### EXERCISE INSTRUCTIONS
Your answer must contain each line of the listing in which "updated" appears, copied in full.

•••••

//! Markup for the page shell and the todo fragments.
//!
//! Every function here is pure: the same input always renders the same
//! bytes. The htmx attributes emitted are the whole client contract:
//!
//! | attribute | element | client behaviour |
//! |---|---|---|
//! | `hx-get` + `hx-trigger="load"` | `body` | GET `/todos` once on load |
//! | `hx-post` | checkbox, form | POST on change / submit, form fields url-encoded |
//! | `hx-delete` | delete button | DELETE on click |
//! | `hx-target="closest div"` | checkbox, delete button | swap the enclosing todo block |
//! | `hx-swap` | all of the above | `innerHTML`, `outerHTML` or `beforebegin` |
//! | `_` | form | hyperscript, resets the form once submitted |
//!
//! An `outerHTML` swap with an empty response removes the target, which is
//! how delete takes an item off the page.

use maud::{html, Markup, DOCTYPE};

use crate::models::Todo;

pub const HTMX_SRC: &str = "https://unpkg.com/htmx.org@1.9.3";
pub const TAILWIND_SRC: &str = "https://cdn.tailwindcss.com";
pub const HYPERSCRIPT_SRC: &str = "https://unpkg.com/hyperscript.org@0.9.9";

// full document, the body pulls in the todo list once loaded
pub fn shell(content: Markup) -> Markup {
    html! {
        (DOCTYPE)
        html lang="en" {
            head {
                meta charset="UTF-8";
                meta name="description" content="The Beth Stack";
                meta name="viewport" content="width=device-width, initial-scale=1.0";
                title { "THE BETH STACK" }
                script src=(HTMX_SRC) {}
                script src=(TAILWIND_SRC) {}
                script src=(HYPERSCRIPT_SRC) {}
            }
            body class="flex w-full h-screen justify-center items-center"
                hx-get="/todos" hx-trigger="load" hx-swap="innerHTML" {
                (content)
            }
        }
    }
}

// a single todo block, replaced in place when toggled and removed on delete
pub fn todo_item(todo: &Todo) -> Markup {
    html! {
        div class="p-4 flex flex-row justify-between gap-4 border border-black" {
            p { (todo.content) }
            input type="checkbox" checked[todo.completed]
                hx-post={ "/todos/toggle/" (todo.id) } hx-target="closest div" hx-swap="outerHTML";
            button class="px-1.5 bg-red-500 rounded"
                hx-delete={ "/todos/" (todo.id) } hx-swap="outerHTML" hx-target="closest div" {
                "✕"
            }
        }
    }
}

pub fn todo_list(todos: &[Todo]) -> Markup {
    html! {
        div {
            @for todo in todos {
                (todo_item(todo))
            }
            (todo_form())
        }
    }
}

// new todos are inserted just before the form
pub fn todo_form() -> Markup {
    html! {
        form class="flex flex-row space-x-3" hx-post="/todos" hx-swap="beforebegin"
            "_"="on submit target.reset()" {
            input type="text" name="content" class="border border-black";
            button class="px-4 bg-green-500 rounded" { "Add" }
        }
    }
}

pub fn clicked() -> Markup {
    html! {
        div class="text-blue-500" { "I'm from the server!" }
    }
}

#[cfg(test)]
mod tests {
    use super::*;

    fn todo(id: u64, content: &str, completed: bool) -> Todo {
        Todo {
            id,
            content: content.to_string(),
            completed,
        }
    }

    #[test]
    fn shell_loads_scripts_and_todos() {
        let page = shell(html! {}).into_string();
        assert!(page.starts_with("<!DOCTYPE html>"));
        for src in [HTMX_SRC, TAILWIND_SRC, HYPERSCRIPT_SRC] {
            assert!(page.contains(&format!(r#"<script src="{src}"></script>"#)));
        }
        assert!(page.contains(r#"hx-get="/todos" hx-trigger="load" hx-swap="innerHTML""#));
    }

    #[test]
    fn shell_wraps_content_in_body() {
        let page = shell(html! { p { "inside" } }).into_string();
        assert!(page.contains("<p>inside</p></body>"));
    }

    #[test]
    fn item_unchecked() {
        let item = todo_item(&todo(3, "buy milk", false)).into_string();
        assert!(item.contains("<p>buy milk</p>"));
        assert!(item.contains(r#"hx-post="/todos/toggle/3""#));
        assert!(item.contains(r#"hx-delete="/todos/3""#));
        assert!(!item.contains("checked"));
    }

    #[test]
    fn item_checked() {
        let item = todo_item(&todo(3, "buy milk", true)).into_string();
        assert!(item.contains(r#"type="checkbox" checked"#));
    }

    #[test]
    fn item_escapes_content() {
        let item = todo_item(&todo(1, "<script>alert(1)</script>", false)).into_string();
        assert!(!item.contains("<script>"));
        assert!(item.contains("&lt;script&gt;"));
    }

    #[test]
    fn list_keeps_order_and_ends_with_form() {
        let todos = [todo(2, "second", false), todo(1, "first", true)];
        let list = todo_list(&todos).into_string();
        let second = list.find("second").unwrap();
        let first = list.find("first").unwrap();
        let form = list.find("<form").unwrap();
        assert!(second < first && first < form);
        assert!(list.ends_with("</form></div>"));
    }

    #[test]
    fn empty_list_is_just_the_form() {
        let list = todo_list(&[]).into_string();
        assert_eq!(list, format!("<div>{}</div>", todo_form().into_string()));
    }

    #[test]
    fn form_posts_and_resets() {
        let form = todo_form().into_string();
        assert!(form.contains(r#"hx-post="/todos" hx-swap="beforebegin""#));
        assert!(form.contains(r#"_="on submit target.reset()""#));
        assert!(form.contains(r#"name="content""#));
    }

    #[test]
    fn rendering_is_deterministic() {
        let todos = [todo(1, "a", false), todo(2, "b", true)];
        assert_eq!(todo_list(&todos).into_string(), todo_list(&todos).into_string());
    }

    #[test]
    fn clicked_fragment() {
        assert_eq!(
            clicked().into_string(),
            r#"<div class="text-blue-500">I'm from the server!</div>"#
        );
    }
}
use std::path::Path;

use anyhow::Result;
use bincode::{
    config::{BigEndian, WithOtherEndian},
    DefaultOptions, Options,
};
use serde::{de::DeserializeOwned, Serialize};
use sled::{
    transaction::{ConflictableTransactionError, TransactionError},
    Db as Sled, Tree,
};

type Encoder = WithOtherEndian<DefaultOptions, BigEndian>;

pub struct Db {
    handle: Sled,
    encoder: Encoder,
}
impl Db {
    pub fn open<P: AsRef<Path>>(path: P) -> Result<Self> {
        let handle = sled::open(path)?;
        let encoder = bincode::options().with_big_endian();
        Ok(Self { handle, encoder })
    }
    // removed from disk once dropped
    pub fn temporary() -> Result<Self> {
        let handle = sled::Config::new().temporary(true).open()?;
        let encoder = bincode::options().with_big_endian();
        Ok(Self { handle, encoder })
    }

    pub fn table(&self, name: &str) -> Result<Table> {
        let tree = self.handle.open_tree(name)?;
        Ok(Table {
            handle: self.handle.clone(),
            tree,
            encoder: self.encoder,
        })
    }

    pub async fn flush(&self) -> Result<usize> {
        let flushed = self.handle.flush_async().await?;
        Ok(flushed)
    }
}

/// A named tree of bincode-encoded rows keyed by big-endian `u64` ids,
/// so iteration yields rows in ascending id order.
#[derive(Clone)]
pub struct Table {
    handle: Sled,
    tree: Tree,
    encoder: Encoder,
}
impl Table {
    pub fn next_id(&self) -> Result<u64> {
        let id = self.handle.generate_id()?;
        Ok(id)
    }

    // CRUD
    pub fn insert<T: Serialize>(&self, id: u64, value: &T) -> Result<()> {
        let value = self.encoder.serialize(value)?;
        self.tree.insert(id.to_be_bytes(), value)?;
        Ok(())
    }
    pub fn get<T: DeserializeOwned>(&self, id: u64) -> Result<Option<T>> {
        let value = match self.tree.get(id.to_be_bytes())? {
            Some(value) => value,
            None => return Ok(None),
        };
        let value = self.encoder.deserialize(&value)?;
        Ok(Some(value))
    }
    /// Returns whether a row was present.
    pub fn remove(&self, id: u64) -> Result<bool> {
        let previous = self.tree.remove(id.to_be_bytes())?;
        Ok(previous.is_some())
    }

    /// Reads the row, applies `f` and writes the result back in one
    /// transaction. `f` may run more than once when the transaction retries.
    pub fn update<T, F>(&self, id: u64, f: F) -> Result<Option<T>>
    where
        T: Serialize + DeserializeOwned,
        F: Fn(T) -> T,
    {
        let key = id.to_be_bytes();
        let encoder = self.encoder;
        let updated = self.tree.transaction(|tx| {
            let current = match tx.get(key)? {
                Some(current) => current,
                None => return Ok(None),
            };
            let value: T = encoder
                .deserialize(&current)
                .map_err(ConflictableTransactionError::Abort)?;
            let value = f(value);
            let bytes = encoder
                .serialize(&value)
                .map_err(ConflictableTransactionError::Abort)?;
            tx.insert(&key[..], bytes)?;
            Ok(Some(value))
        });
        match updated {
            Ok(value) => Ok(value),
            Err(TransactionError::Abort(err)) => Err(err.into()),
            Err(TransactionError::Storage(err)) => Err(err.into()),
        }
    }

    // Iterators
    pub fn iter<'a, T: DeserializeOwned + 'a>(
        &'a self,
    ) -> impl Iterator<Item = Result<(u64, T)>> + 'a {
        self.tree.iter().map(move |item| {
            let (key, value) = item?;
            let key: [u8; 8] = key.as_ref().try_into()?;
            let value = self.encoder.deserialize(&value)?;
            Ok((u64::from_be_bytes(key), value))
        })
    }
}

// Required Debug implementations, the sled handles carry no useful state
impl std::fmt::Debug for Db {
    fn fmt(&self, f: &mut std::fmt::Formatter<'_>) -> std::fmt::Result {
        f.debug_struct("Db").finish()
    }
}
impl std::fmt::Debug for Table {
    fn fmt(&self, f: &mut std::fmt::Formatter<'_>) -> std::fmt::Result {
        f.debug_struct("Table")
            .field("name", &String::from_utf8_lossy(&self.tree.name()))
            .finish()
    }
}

•••••

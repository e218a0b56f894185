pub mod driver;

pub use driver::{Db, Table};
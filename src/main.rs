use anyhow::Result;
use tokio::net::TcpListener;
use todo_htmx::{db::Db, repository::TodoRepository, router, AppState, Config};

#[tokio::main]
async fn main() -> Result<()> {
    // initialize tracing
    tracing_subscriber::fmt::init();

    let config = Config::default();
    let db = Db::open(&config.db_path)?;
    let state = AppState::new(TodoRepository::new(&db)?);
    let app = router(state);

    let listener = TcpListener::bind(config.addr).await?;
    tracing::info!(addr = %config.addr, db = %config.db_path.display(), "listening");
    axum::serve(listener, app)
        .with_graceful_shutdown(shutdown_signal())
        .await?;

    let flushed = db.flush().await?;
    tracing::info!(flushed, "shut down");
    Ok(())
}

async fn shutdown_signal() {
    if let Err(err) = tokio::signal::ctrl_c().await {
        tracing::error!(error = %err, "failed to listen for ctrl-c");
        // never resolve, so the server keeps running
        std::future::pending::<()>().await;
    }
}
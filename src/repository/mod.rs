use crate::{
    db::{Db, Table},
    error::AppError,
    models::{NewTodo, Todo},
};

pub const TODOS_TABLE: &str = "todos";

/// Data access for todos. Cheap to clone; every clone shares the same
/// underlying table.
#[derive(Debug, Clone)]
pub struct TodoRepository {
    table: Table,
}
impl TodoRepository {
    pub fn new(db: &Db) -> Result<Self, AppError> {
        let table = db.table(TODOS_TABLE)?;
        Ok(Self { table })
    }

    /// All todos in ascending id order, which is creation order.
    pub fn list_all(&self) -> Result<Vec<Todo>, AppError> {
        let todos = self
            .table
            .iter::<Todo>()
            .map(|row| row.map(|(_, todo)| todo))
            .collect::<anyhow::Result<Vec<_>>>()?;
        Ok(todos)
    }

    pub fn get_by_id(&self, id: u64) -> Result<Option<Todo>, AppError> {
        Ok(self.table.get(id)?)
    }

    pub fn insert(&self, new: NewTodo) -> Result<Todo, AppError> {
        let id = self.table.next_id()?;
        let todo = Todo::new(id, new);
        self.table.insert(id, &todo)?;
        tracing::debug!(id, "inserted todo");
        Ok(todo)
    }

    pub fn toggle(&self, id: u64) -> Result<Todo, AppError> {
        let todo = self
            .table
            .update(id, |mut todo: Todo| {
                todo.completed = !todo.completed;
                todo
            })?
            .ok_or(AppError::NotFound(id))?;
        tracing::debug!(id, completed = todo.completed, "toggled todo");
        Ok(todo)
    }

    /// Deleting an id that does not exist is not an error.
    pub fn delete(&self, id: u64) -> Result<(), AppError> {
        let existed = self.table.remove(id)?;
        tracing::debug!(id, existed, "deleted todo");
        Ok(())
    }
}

•••••

### OUTPUT FOR THIS EXERCISE
        let updated = self.tree.transaction(|tx| {
        match updated {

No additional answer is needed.